Funnel metrics (multi-step flows, e.g., View → Click → Start → Complete)
- Each step’s conversion is a conditional probability; distributions across cohorts are Beta-like with overdispersion.
- Multiplicative structure yields heavy drop-off; earlier steps have higher variance; later steps often sparse.
- Correlation across steps: users who pass early steps more likely to pass later ones; hierarchical models (multilevel logistic) capture this.
- Practical summaries:
- For each date×version: per-step conversion rate with credible intervals; funnel completion distribution; variance decomposition by step.
- Small cohorts: use Bayesian shrinkage (Beta priors) to stabilize estimates. Evaluate end-to-end conversion and per-step lifts across versions.
User segmentation (novice vs heavy)
- Example operational definitions (tune to your context):
- Novice: install age ≤ 7 days or cumulative active days ≤ 3; low session count and short dwell time.
- Heavy: top decile/quartile of weekly sessions or daily dwell time; or RFM-based thresholds.
- Distributional differences:
- Novice: shorter sessions, lower feature reach, higher variance day-to-day (learning phase). Dwell time often unimodal with a short-session peak.
- Heavy: pronounced heavy tails in dwell time and usage counts; higher feature reach; more stable activity patterns but larger outliers.
- Modeling:
- Mixture models (e.g., two-component log-normal for dwell time) reflect segment heterogeneity.
- Include segment as a random/fixed effect when comparing versions to avoid compositional bias.
Version and date dimensions
- Temporal patterns:
- Weekly seasonality (weekday/weekend), monthly cycles, campaign spikes, holidays.
- Structural breaks at releases; evaluate pre/post windows to attribute shifts.
- Version effects:
- Treat version as a categorical factor or hierarchical level; consider rollout fraction (staged releases).

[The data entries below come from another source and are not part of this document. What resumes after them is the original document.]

use std::sync::OnceLock;

use regex::Regex;

/// What a single line of exposition text turned out to be.
#[derive(Debug, Clone, PartialEq)]
pub enum Line<'a> {
    Help { name: &'a str, help: &'a str },
    Type { name: &'a str, type_str: &'a str },
    Sample(SampleLine<'a>),
    Blank,
    Comment,
    Unrecognized,
}

/// A sample line split into its raw parts. Labels are still encoded.
#[derive(Debug, Clone, PartialEq)]
pub struct SampleLine<'a> {
    pub name: &'a str,
    pub labels: Option<&'a str>,
    pub value: &'a str,
}

fn help_regex() -> &'static Regex {
    static RE: OnceLock<Regex> = OnceLock::new();
    RE.get_or_init(|| Regex::new(r"^# HELP (\S+) (.+)$").expect("valid HELP regex"))
}

fn type_regex() -> &'static Regex {
    static RE: OnceLock<Regex> = OnceLock::new();
    RE.get_or_init(|| Regex::new(r"^# TYPE (\S+) (\S+)\s*$").expect("valid TYPE regex"))
}

// name, optional {labels} (greedy so a quoted '}' stays inside), value,
// optional integer timestamp which is ignored
fn sample_regex() -> &'static Regex {
    static RE: OnceLock<Regex> = OnceLock::new();
    RE.get_or_init(|| {
        Regex::new(r"^([^\s{}#]+)(?:\{(.*)\})?\s+(\S+)(?:\s+-?\d+)?\s*$")
            .expect("valid sample regex")
    })
}

pub fn classify(line: &str) -> Line<'_> {
    let line = line.strip_suffix('\r').unwrap_or(line);
    if line.trim().is_empty() {
        return Line::Blank;
    }

    if line.starts_with("# HELP") {
        return match help_regex().captures(line) {
            Some(caps) => match (caps.get(1), caps.get(2)) {
                (Some(name), Some(help)) => Line::Help {
                    name: name.as_str(),
                    help: help.as_str(),
                },
                _ => Line::Unrecognized,
            },
            None => Line::Unrecognized,
        };
    }

    if line.starts_with("# TYPE") {
        return match type_regex().captures(line) {
            Some(caps) => match (caps.get(1), caps.get(2)) {
                (Some(name), Some(type_str)) => Line::Type {
                    name: name.as_str(),
                    type_str: type_str.as_str(),
                },
                _ => Line::Unrecognized,
            },
            None => Line::Unrecognized,
        };
    }

    if line.starts_with('#') {
        return Line::Comment;
    }

    let Some(caps) = sample_regex().captures(line) else {
        return Line::Unrecognized;
    };
    match (caps.get(1), caps.get(3)) {
        (Some(name), Some(value)) => Line::Sample(SampleLine {
            name: name.as_str(),
            labels: caps.get(2).map(|m| m.as_str()),
            value: value.as_str(),
        }),
        _ => Line::Unrecognized,
    }
}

- Use cohorting by install-date to separate composition changes from version treatment effects.
- Recommended modeling:
- Panel models with date fixed effects and version random/fixed effects for DAU/reach.
- Time-series with regressors: ARIMA/ETS or BSTS with release dummies for DAU.

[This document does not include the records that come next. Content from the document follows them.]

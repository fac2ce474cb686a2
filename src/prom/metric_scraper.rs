use std::sync::atomic::{AtomicBool, Ordering};
use std::sync::{Arc, PoisonError, RwLock};
use std::time::Duration;

use async_trait::async_trait;
use chrono::{DateTime, Local};
use thiserror::Error;
use tokio::sync::{watch, Notify};
use tokio::task::JoinHandle;
use tokio::time::MissedTickBehavior;

use super::model::MetricFamilies;
use super::parser::parse;

#[derive(Error, Debug)]
pub enum ScrapeError {
    #[error("failed to scrape {url}: {source}")]
    Request {
        url: String,
        #[source]
        source: reqwest::Error,
    },
    #[error("{url} answered with status {status}")]
    Status {
        url: String,
        status: reqwest::StatusCode,
    },
    #[error("scrape timed out after {0:?}")]
    Timeout(Duration),
}

/// Something that hands out the current exposition text.
#[async_trait]
pub trait MetricSource: Send + Sync {
    fn describe(&self) -> &str;

    async fn fetch(&self) -> Result<String, ScrapeError>;
}

/// Fetches the metrics text with an HTTP GET.
#[derive(Debug, Clone)]
pub struct HttpSource {
    client: reqwest::Client,
    url: String,
    timeout: Duration,
}

impl HttpSource {
    pub fn new(url: &str, timeout: Duration) -> Result<HttpSource, ScrapeError> {
        let client = reqwest::Client::builder()
            .timeout(timeout)
            .build()
            .map_err(|source| ScrapeError::Request {
                url: url.to_string(),
                source,
            })?;
        Ok(HttpSource {
            client,
            url: url.to_string(),
            timeout,
        })
    }
}

#[async_trait]
impl MetricSource for HttpSource {
    fn describe(&self) -> &str {
        &self.url
    }

    async fn fetch(&self) -> Result<String, ScrapeError> {
        let to_error = |source: reqwest::Error| {
            if source.is_timeout() {
                ScrapeError::Timeout(self.timeout)
            } else {
                ScrapeError::Request {
                    url: self.url.clone(),
                    source,
                }
            }
        };
        let response = self.client.get(&self.url).send().await.map_err(to_error)?;
        let status = response.status();
        if !status.is_success() {
            return Err(ScrapeError::Status {
                url: self.url.clone(),
                status,
            });
        }
        response.text().await.map_err(to_error)
    }
}

/// The latest state published by the scraper.
#[derive(Debug, Clone, Default)]
pub struct Snapshot {
    pub families: MetricFamilies,
    pub last_success: Option<DateTime<Local>>,
    pub last_error: Option<String>,
    pub scrapes: u64,
    pub failures: u64,
}

struct Shared {
    source: Arc<dyn MetricSource>,
    snapshot: RwLock<Snapshot>,
    in_flight: AtomicBool,
    refresh: Notify,
}

/// Clears the single-flight flag even if the scrape future is dropped.
struct InFlight<'a>(&'a AtomicBool);

impl Drop for InFlight<'_> {
    fn drop(&mut self) {
        self.0.store(false, Ordering::Release);
    }
}

impl Shared {
    /// Returns false when another scrape was already running.
    async fn scrape_once(&self) -> bool {
        if self.in_flight.swap(true, Ordering::AcqRel) {
            log::debug!("Scrape of {} already in flight, skipping", self.source.describe());
            return false;
        }
        let _guard = InFlight(&self.in_flight);

        // parse outside the write lock
        let result = self.source.fetch().await.map(|text| parse(&text));
        let mut snapshot = self
            .snapshot
            .write()
            .unwrap_or_else(PoisonError::into_inner);
        snapshot.scrapes += 1;
        match result {
            Ok(families) => {
                log::info!(
                    "Scraped {} metric families from {}",
                    families.len(),
                    self.source.describe()
                );
                snapshot.families = families;
                snapshot.last_success = Some(Local::now());
                snapshot.last_error = None;
            }
            Err(e) => {
                log::warn!("Scrape failed: {e}");
                snapshot.failures += 1;
                snapshot.last_error = Some(e.to_string());
            }
        }
        true
    }
}

/// Periodically scrapes a [`MetricSource`] and keeps the newest parse.
///
/// Only one fetch is outstanding at any time. The polling task runs until
/// [`MetricScraper::stop`] is called or the scraper is dropped.
pub struct MetricScraper {
    shared: Arc<Shared>,
    stop_tx: watch::Sender<bool>,
    handle: Option<JoinHandle<()>>,
}

impl MetricScraper {
    pub fn new(source: Arc<dyn MetricSource>) -> MetricScraper {
        let (stop_tx, _) = watch::channel(false);
        MetricScraper {
            shared: Arc::new(Shared {
                source,
                snapshot: RwLock::new(Snapshot::default()),
                in_flight: AtomicBool::new(false),
                refresh: Notify::new(),
            }),
            stop_tx,
            handle: None,
        }
    }

    /// Spawns the polling task on the current tokio runtime. The first
    /// scrape happens immediately.
    pub fn start(&mut self, interval: Duration) {
        if self.is_running() {
            log::warn!("Scraper for {} is already running", self.shared.source.describe());
            return;
        }
        self.stop_tx.send_replace(false);
        let stop_rx = self.stop_tx.subscribe();
        let shared = Arc::clone(&self.shared);
        log::info!(
            "Scraping {} every {}s",
            shared.source.describe(),
            interval.as_secs_f64()
        );
        self.handle = Some(tokio::spawn(poll(shared, interval, stop_rx)));
    }

    pub fn is_running(&self) -> bool {
        self.handle.as_ref().is_some_and(|h| !h.is_finished())
    }

    /// Scrapes right away on the caller's task. Returns false if a scrape
    /// was already in flight.
    pub async fn scrape_now(&self) -> bool {
        self.shared.scrape_once().await
    }

    /// Asks the polling task for an extra scrape. Coalesced with one that
    /// is already running.
    pub fn refresh(&self) {
        self.shared.refresh.notify_one();
    }

    pub fn stop(&self) {
        self.stop_tx.send_replace(true);
    }

    /// Stops the polling task and waits for it to exit.
    pub async fn shutdown(mut self) {
        self.stop();
        if let Some(handle) = self.handle.take() {
            if let Err(e) = handle.await {
                log::error!("Scraper task ended abnormally: {e}");
            }
        }
    }

    pub fn snapshot(&self) -> Snapshot {
        self.shared
            .snapshot
            .read()
            .unwrap_or_else(PoisonError::into_inner)
            .clone()
    }
}

impl Drop for MetricScraper {
    fn drop(&mut self) {
        self.stop();
    }
}

async fn poll(shared: Arc<Shared>, interval: Duration, mut stop_rx: watch::Receiver<bool>) {
    let mut ticker = tokio::time::interval(interval);
    ticker.set_missed_tick_behavior(MissedTickBehavior::Skip);
    loop {
        tokio::select! {
            _ = wait_for_stop(&mut stop_rx) => break,
            _ = ticker.tick() => {}
            _ = shared.refresh.notified() => {}
        }
        tokio::select! {
            _ = wait_for_stop(&mut stop_rx) => break,
            _ = shared.scrape_once() => {}
        }
    }
    log::info!("Stopped scraping {}", shared.source.describe());
}

async fn wait_for_stop(stop_rx: &mut watch::Receiver<bool>) {
    while !*stop_rx.borrow_and_update() {
        if stop_rx.changed().await.is_err() {
            return;
        }
    }
}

- Distributional comparison: eCDF, KS/AD tests, quantile regression to detect shifts beyond the mean.
Diagnostics and data quality
- Sessionization rules: confirm inactivity timeout and foreground/background definitions.

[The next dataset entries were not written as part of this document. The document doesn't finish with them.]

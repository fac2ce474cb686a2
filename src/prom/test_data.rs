pub const DASHBOARD_EXAMPLE: &str = r#"# HELP jira_open_tickets_total Number of open tickets
# TYPE jira_open_tickets_total gauge
jira_open_tickets_total 7
# HELP slack_messages_total Messages sent
# TYPE slack_messages_total counter
slack_messages_total{user="U1"} 3
slack_messages_total{user="U2"} 5
"#;

pub const EMPLOYEE_METRICS: &str = r#"# HELP jira_tickets_by_status Tickets per workflow status
# TYPE jira_tickets_by_status gauge
jira_tickets_by_status{status="Done"} 12
jira_tickets_by_status{status="In Progress"} 4
jira_tickets_by_status{status="Completed"} 9
# HELP jira_tickets_by_assignee Tickets per assignee
# TYPE jira_tickets_by_assignee gauge
jira_tickets_by_assignee{assignee="U09ALTU98N9"} 5
jira_tickets_by_assignee{assignee="Unassigned"} 2
jira_tickets_by_assignee{assignee="U09ANKW5H0A"} 0
# HELP jira_tickets_completed_total Tickets completed
# TYPE jira_tickets_completed_total counter
jira_tickets_completed_total 21
# HELP jira_open_tickets_total Number of open tickets
# TYPE jira_open_tickets_total gauge
jira_open_tickets_total 7
# HELP jira_avg_hours_per_ticket Average hours logged per ticket
# TYPE jira_avg_hours_per_ticket gauge
jira_avg_hours_per_ticket 3.5
# HELP jira_hours_logged_total Hours logged
# TYPE jira_hours_logged_total counter
jira_hours_logged_total 73.5

# HELP slack_messages_total Messages sent
# TYPE slack_messages_total counter
slack_messages_total{user="USLACKBOT"} 0
slack_messages_total{user="U09ALTU98N9"} 42
slack_messages_total{user="U09ANKW5H0A"} 17
slack_messages_total{user="U0UNKNOWN"} 3
# HELP slack_reactions_total Reactions added
# TYPE slack_reactions_total counter
slack_reactions_total{user="U09ALTU98N9"} 8
slack_reactions_total{user="U09ANKXGRPC"} 0
"#;

pub const HISTOGRAM: &str = r#"# HELP http_request_duration_seconds A histogram of the request duration.
# TYPE http_request_duration_seconds histogram
http_request_duration_seconds_bucket{le="0.05"} 24054
http_request_duration_seconds_bucket{le="0.1"} 33444
http_request_duration_seconds_bucket{le="+Inf"} 144320
http_request_duration_seconds_sum 53423
http_request_duration_seconds_count 144320
"#;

- Bot/fraud filters: identify anomalous ultra-high session counts or durations.
- Missing/late events: quantify skew from delayed logging; use lag-adjusted windows for funnels.
- Metric stability: track p95–p99 volatility; apply robust methods (median, MAD) for alerting.
Reporting checklist per date×version
- DAU: count, variance/mean ratio, weekday effect, changepoints.
- Time on app: session-level and user-day level median/IQR/p90/p99; fitted distribution family and GOF.
- Feature reach: proportion with intervals; zero-inflation indicators; usage count distribution.
- Funnel: per-step conversion with intervals; end-to-end conversion; stepwise lifts vs previous version.
- Segments: split all above by novice/heavy; compare distributional shifts; note composition shares.
Key takeaways
- Expect overdispersed counts (Negative Binomial) for DAU and zero-inflated counts for feature usage.
- Expect right-skew and heavy tails for dwell time; log-normal/Gamma fits are standard, often with mixtures across user segments.
- Use Beta/Beta-Binomial families for reach and funnel conversion, with hierarchical modeling to stabilize small cohorts.
- Always stratify by version and date, and control for segment composition to avoid misleading lifts.